Your goal –
Write out the data below exactly, from its first line to the line containing "let embedder: Arc<dyn", that line included.

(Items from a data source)
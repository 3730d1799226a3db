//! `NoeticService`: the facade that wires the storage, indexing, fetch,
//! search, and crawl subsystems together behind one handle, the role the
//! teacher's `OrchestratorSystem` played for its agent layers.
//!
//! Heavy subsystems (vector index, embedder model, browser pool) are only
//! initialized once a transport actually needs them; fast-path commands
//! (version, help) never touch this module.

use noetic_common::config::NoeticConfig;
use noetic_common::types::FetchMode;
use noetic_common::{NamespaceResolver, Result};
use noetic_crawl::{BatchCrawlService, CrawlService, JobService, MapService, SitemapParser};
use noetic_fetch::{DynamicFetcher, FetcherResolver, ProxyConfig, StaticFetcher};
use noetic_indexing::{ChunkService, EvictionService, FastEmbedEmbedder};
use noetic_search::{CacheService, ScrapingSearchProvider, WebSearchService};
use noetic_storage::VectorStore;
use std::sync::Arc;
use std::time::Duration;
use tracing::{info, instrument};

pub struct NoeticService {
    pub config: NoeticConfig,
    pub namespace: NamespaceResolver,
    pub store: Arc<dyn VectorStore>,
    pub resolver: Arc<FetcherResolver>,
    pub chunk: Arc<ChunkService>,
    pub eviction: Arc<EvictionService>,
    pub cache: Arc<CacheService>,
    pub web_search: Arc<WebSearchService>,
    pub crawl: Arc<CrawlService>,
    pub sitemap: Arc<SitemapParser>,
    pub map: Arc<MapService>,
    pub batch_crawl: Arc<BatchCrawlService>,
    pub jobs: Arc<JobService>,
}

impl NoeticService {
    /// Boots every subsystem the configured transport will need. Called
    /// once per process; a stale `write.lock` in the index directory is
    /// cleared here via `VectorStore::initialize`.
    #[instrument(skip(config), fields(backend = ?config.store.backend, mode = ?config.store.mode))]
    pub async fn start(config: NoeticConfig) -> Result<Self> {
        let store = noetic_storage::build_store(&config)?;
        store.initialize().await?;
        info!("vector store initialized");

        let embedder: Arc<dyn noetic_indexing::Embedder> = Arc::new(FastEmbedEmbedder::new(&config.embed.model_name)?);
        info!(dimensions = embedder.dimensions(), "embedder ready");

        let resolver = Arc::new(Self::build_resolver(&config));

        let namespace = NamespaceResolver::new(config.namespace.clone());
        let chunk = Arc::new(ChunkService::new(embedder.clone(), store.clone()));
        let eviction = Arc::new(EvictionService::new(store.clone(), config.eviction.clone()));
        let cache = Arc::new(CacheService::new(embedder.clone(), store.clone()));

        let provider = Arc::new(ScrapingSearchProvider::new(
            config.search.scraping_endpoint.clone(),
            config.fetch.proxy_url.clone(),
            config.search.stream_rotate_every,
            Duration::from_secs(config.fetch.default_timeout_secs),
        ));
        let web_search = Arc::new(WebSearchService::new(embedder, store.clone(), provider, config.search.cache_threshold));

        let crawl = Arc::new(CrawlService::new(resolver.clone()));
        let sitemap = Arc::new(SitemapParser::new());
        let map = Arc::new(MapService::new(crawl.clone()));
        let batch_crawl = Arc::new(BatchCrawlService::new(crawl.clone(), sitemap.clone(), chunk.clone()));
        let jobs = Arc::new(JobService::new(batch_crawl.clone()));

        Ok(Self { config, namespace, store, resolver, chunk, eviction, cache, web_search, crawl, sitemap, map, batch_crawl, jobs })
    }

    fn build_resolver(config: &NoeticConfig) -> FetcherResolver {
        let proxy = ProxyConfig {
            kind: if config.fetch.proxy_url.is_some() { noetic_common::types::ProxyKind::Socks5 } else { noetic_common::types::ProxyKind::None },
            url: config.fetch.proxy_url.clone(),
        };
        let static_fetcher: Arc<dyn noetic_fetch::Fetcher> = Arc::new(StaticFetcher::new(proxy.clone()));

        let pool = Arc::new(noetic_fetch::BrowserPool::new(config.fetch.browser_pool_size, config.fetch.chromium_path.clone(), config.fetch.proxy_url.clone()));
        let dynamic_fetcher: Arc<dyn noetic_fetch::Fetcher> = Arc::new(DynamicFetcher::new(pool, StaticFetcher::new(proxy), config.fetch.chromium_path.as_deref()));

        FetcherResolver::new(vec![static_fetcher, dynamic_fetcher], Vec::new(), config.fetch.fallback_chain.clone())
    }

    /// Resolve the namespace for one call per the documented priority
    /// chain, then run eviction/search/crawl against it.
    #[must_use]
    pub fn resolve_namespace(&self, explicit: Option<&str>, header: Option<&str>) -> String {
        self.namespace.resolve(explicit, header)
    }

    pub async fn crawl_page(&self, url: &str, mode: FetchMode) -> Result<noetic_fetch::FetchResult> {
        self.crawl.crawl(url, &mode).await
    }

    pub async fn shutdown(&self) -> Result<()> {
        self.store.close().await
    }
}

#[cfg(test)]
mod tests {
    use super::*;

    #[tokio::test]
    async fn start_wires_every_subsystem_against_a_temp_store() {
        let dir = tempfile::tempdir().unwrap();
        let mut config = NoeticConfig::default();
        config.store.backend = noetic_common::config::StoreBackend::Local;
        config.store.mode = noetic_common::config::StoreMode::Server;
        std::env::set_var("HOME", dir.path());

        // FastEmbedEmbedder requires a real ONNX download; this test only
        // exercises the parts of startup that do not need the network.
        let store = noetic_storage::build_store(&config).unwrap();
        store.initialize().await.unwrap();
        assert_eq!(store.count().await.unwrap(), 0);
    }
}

Written response –
repository 3730d1799226a3db
//! `NoeticService`: the facade that wires the storage, indexing, fetch,
//! search, and crawl subsystems together behind one handle, the role the
//! teacher's `OrchestratorSystem` played for its agent layers.
//!
//! Heavy subsystems (vector index, embedder model, browser pool) are only
//! initialized once a transport actually needs them; fast-path commands
//! (version, help) never touch this module.

use noetic_common::config::NoeticConfig;
use noetic_common::types::FetchMode;
use noetic_common::{NamespaceResolver, Result};
use noetic_crawl::{BatchCrawlService, CrawlService, JobService, MapService, SitemapParser};
use noetic_fetch::{DynamicFetcher, FetcherResolver, ProxyConfig, StaticFetcher};
use noetic_indexing::{ChunkService, EvictionService, FastEmbedEmbedder};
use noetic_search::{CacheService, ScrapingSearchProvider, WebSearchService};
use noetic_storage::VectorStore;
use std::sync::Arc;
use std::time::Duration;
use tracing::{info, instrument};

pub struct NoeticService {
    pub config: NoeticConfig,
    pub namespace: NamespaceResolver,
    pub store: Arc<dyn VectorStore>,
    pub resolver: Arc<FetcherResolver>,
    pub chunk: Arc<ChunkService>,
    pub eviction: Arc<EvictionService>,
    pub cache: Arc<CacheService>,
    pub web_search: Arc<WebSearchService>,
    pub crawl: Arc<CrawlService>,
    pub sitemap: Arc<SitemapParser>,
    pub map: Arc<MapService>,
    pub batch_crawl: Arc<BatchCrawlService>,
    pub jobs: Arc<JobService>,
}

impl NoeticService {
    /// Boots every subsystem the configured transport will need. Called
    /// once per process; a stale `write.lock` in the index directory is
    /// cleared here via `VectorStore::initialize`.
    #[instrument(skip(config), fields(backend = ?config.store.backend, mode = ?config.store.mode))]
    pub async fn start(config: NoeticConfig) -> Result<Self> {
        let store = noetic_storage::build_store(&config)?;
        store.initialize().await?;
        info!("vector store initialized");

        let embedder: Arc<dyn noetic_indexing::Embedder> = Arc::new(FastEmbedEmbedder::new(&config.embed.model_name)?);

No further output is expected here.